[Saved data entries]

BEGIN

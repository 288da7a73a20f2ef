//! Outbound delivery seam.
//!
//! The engine renders notification text and hands it to a [`Notifier`];
//! everything platform-specific (chat API, webhooks, email) lives behind
//! this trait. Implementations classify failures as transient or permanent
//! so the dispatcher knows whether retrying can help.

use async_trait::async_trait;
use thiserror::Error;
use tracing::info;

use crate::config::FormatFlags;

/// Delivery failure, classified for retry purposes.
#[derive(Debug, Error)]
pub enum SendError {
    /// Worth retrying: timeouts, connection resets, 5xx-style failures.
    #[error("transient send failure: {0}")]
    Transient(String),
    /// Retrying cannot help: recipient gone, payload rejected, auth revoked.
    #[error("permanent send failure: {0}")]
    Permanent(String),
}

impl SendError {
    pub fn is_transient(&self) -> bool {
        matches!(self, SendError::Transient(_))
    }
}

/// Formatting hints passed alongside the rendered text, for platforms
/// that need to know which styling markers are in play.
#[derive(Debug, Clone, Copy, Default)]
pub struct SendOptions {
    pub format: FormatFlags,
}

/// Destination-agnostic delivery of rendered notifications.
#[async_trait]
pub trait Notifier: Send + Sync {
    /// Deliver one rendered notification to its owner.
    async fn send(&self, owner_id: i64, text: &str, opts: &SendOptions)
    -> Result<(), SendError>;
}

/// Notifier that logs notifications instead of delivering them.
///
/// Useful for local runs and as the default sink when no platform client
/// is wired up.
#[derive(Debug, Default)]
pub struct ConsoleNotifier;

#[async_trait]
impl Notifier for ConsoleNotifier {
    async fn send(&self, owner_id: i64, text: &str, _opts: &SendOptions) -> Result<(), SendError> {
        info!(owner_id, "notification:\n{text}");
        Ok(())
    }
}
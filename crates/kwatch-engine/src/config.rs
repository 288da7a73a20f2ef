//! Engine configuration.
//!
//! All sections deserialize with serde and fall back to defaults, so a
//! partial config file is always valid.

use std::time::Duration;

use serde::{Deserialize, Serialize};

/// Default notification template.
pub const DEFAULT_TEMPLATE: &str =
    "🔔 {keyword} mentioned in {group_name} ({source})\nFrom: {sender_name}";

/// Marker appended when a rendered notification is cut at the length cap.
pub const TRUNCATION_MARKER: &str = "… [truncated]";

/// Top-level engine configuration.
#[derive(Debug, Clone, Default, Serialize, Deserialize)]
#[serde(default)]
pub struct EngineConfig {
    pub monitor: MonitorConfig,
    pub dedup: DedupConfig,
    pub aggregation: AggregationConfig,
    pub delay: DelayConfig,
    pub format: FormatFlags,
    pub context: ContextConfig,
    pub notification: NotificationConfig,
    pub pipeline: PipelineConfig,
}

/// Subscription registry limits and timer granularity.
#[derive(Debug, Clone, Serialize, Deserialize)]
#[serde(default)]
pub struct MonitorConfig {
    /// Subscription ceiling per user.
    pub max_keywords_per_user: usize,
    /// Granularity of the background timers (aggregation flush, delay
    /// release). Capped at 1s so flush latency stays bounded.
    pub check_interval_ms: u64,
}

impl Default for MonitorConfig {
    fn default() -> Self {
        Self {
            max_keywords_per_user: 10,
            check_interval_ms: 500,
        }
    }
}

impl MonitorConfig {
    /// Ticker period, clamped to (0, 1s].
    pub fn check_interval(&self) -> Duration {
        Duration::from_millis(self.check_interval_ms.clamp(10, 1_000))
    }
}

/// Time-windowed suppression of repeated matches.
#[derive(Debug, Clone, Serialize, Deserialize)]
#[serde(default)]
pub struct DedupConfig {
    pub enabled: bool,
    /// Window within which identical fingerprints are suppressed.
    pub window_secs: u64,
}

impl Default for DedupConfig {
    fn default() -> Self {
        Self {
            enabled: true,
            window_secs: 600,
        }
    }
}

impl DedupConfig {
    pub fn window(&self) -> Duration {
        Duration::from_secs(self.window_secs)
    }
}

/// Batching of accepted matches per (owner, subscription).
#[derive(Debug, Clone, Serialize, Deserialize)]
#[serde(default)]
pub struct AggregationConfig {
    /// Bucket lifetime before a forced flush. Zero disables aggregation
    /// entirely: every match flushes as a singleton.
    pub default_interval_secs: u64,
    /// Bucket flushes early once it holds this many events.
    pub min_messages: usize,
}

impl Default for AggregationConfig {
    fn default() -> Self {
        Self {
            default_interval_secs: 300,
            min_messages: 5,
        }
    }
}

/// Delayed delivery limits.
#[derive(Debug, Clone, Serialize, Deserialize)]
#[serde(default)]
pub struct DelayConfig {
    /// Delay applied when a subscription has none of its own.
    pub default_delay_secs: u64,
    /// Hard ceiling on any configured delay.
    pub max_delay_secs: u64,
}

impl Default for DelayConfig {
    fn default() -> Self {
        Self {
            default_delay_secs: 0,
            max_delay_secs: 3_600,
        }
    }
}

/// Styling flags applied to the matched text in rendered notifications.
#[derive(Debug, Clone, Copy, Default, PartialEq, Eq, Serialize, Deserialize)]
#[serde(default)]
pub struct FormatFlags {
    pub bold: bool,
    pub italic: bool,
    pub code: bool,
}

/// Context window of surrounding lines included with a notification.
#[derive(Debug, Clone, Serialize, Deserialize)]
#[serde(default)]
pub struct ContextConfig {
    pub default_lines: usize,
    /// Ceiling on per-subscription context overrides.
    pub max_lines: usize,
}

impl Default for ContextConfig {
    fn default() -> Self {
        Self {
            default_lines: 2,
            max_lines: 5,
        }
    }
}

/// Rendering template, rate ceiling, and dispatcher retry policy.
#[derive(Debug, Clone, Serialize, Deserialize)]
#[serde(default)]
pub struct NotificationConfig {
    /// Global template; subscriptions may override it.
    pub template: String,
    /// Notifications allowed per user per window (fixed window).
    pub notifications_per_window: u32,
    pub window_secs: u64,
    /// Total send attempts for transient failures (first try included).
    pub max_send_attempts: u32,
    /// Base delay for exponential backoff between attempts.
    pub retry_base_ms: u64,
}

impl Default for NotificationConfig {
    fn default() -> Self {
        Self {
            template: DEFAULT_TEMPLATE.to_string(),
            notifications_per_window: 30,
            window_secs: 60,
            max_send_attempts: 3,
            retry_base_ms: 500,
        }
    }
}

impl NotificationConfig {
    pub fn rate_window(&self) -> Duration {
        Duration::from_secs(self.window_secs)
    }
}

/// Channel sizes and per-evaluation bounds.
#[derive(Debug, Clone, Serialize, Deserialize)]
#[serde(default)]
pub struct PipelineConfig {
    /// Ingestion buffer; when full, incoming messages are dropped and
    /// counted rather than blocking the platform client.
    pub ingest_buffer: usize,
    /// Buffer between internal stages.
    pub stage_buffer: usize,
    /// Wall-clock budget for one pattern evaluation.
    pub match_budget_ms: u64,
    /// Text is truncated to this many bytes before matching.
    pub max_scan_len: usize,
    /// Rendered notifications are truncated to this many characters.
    pub max_render_len: usize,
    /// Separator between events of an aggregated notification.
    pub aggregate_separator: String,
}

impl Default for PipelineConfig {
    fn default() -> Self {
        Self {
            ingest_buffer: 1_024,
            stage_buffer: 256,
            match_budget_ms: 25,
            max_scan_len: 4_096,
            max_render_len: 4_000,
            aggregate_separator: "\n———\n".to_string(),
        }
    }
}

impl PipelineConfig {
    pub fn match_budget(&self) -> Duration {
        Duration::from_millis(self.match_budget_ms)
    }
}
mod console;

use std::path::PathBuf;

use tracklist::config::TrackConfig;

fn main() -> Result<(), Box<dyn std::error::Error>> {
    let mut config = TrackConfig::load();

    // CLI flags
    let args: Vec<String> = std::env::args().collect();
    if let Some(dir) = args
        .iter()
        .position(|a| a == "--data-dir")
        .and_then(|i| args.get(i + 1))
    {
        config.data_directory = PathBuf::from(dir);
    }
    let debug = config.debug_logging || args.iter().any(|a| a == "--debug");

    // Set up logging to the systemd user journal (`journalctl --user -t tracklist -f`).
    // Wrapper filters: tracklist crate at info/debug (per config), everything else at warn.
    {
        struct FilteredJournal {
            inner: systemd_journal_logger::JournalLog,
        }

        impl log::Log for FilteredJournal {
            fn enabled(&self, metadata: &log::Metadata) -> bool {
                if metadata.target().starts_with("tracklist") {
                    let max = if tracklist::debug_logging() {
                        log::LevelFilter::Debug
                    } else {
                        log::LevelFilter::Info
                    };
                    metadata.level() <= max
                } else {
                    metadata.level() <= log::LevelFilter::Warn
                }
            }
            fn log(&self, record: &log::Record) {
                if self.enabled(record.metadata()) {
                    self.inner.log(record);
                }
            }
            fn flush(&self) {
                self.inner.flush();
            }
        }

        tracklist::set_debug_logging(debug);

        // Keep running without journal logging outside systemd sessions.
        if let Ok(journal) = systemd_journal_logger::JournalLog::new() {
            let journal = journal.with_syslog_identifier("tracklist".to_string());
            if log::set_boxed_logger(Box::new(FilteredJournal { inner: journal })).is_ok() {
                // Global max must be Debug so crate debug logs can pass through when toggled
                log::set_max_level(log::LevelFilter::Debug);
            }
        }
    }

    config.ensure_dirs()?;

    // Single-threaded, cooperative: input, the reminder timer and the
    // overdue check all multiplex on one event loop.
    let runtime = tokio::runtime::Builder::new_current_thread()
        .enable_all()
        .build()?;
    runtime.block_on(console::run(config))?;

    Ok(())
}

END

-- What to do --
Each line of the data above containing the string "failures" is to be copied.

-- Your solution --
//! this trait. Implementations classify failures as transient or permanent
    /// Worth retrying: timeouts, connection resets, 5xx-style failures.
    /// Total send attempts for transient failures (first try included).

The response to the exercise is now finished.